The multimodality imaging advances highlighted above have allowed clinicians to diagnose and exclude CA, and in some cases, definitively determine the amyloid type without recourse to invasive endomyocardial biopsies whilst also permitting cardiac amyloid burden to be carefully tracked. Diagnosis of ATTR-CM can be reliably established without recourse to histology in ~70% of patients using these newer imaging tools which are increasingly accessible in most modern healthcare systems in combination with biochemical testing. CMR has proven to be a highly sensitive imaging modality in both AL-CM and ATTR-CM allowing for earlier diagnosis and subsequent successful therapeutic intervention in these diseases; which were historically treated with considerable nihilism due to the delays in diagnosis experienced by the vast majority of patients. Whilst individual imaging modalities have their own unique advantages, they also each have disadvantages (see Figure 5).
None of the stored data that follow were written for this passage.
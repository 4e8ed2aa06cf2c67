//! Byte classes of the PDF lexical grammar.

use folio_common::byte::Reader;

/// Whether the byte is one of the six PDF white-space characters.
#[inline(always)]
pub fn is_white_space_character(b: u8) -> bool {
    matches!(b, 0x00 | 0x09 | 0x0a | 0x0c | 0x0d | 0x20)
}

/// Whether the byte delimits tokens.
#[inline(always)]
pub fn is_delimiter_character(b: u8) -> bool {
    matches!(
        b,
        b'(' | b')' | b'<' | b'>' | b'[' | b']' | b'{' | b'}' | b'/' | b'%'
    )
}

/// Whether the byte may appear inside a name, number or keyword.
#[inline(always)]
pub fn is_regular_character(b: u8) -> bool {
    !is_white_space_character(b) && !is_delimiter_character(b)
}

#[inline(always)]
pub(crate) fn is_eol_character(b: u8) -> bool {
    matches!(b, 0x0a | 0x0d)
}

/// Skip white space and `%` comments.
pub(crate) fn skip_white_spaces_and_comments(r: &mut Reader<'_>) {
    loop {
        r.forward_while(is_white_space_character);

        if r.forward_tag(b"%").is_some() {
            r.forward_while(|b| !is_eol_character(b));
        } else {
            break;
        }
    }
}

/// Skip a single end-of-line marker (`\r\n`, `\n` or `\r`).
pub(crate) fn skip_eol(r: &mut Reader<'_>) {
    if r.forward_tag(b"\r\n").is_none() {
        r.eat(is_eol_character);
    }
}

#[cfg(test)]
mod tests {
    use super::*;

    #[test]
    fn comments_are_trivia() {
        let mut r = Reader::new(b"  % a comment\r\n % another\n1");
        skip_white_spaces_and_comments(&mut r);
        assert_eq!(r.peek_byte(), Some(b'1'));
    }

    #[test]
    fn classes() {
        assert!(is_regular_character(b'*'));
        assert!(!is_regular_character(b'/'));
        assert!(is_white_space_character(0x0c));
    }
}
Therefore, a multimodality approach with CMR, bone scintigraphy and echocardiography being used synergistically must be adopted in order to achieve the most accurate and comprehensive assessment of patients with CA.

FIGURE 5

Figure 5. Table highlighting the individual limitations and strengths of cardiac magnetic resonance, bone scintigraphy and echocardiography in the context of assessing patients with cardiac amyloidosis (*costing estimates based on UK National Health Service Tariffs 2020/2021, estimate includes cost of reporting scans, **whilst cannulation is required for contrast echocardiography, this is not routinely indicated when assessing for CA).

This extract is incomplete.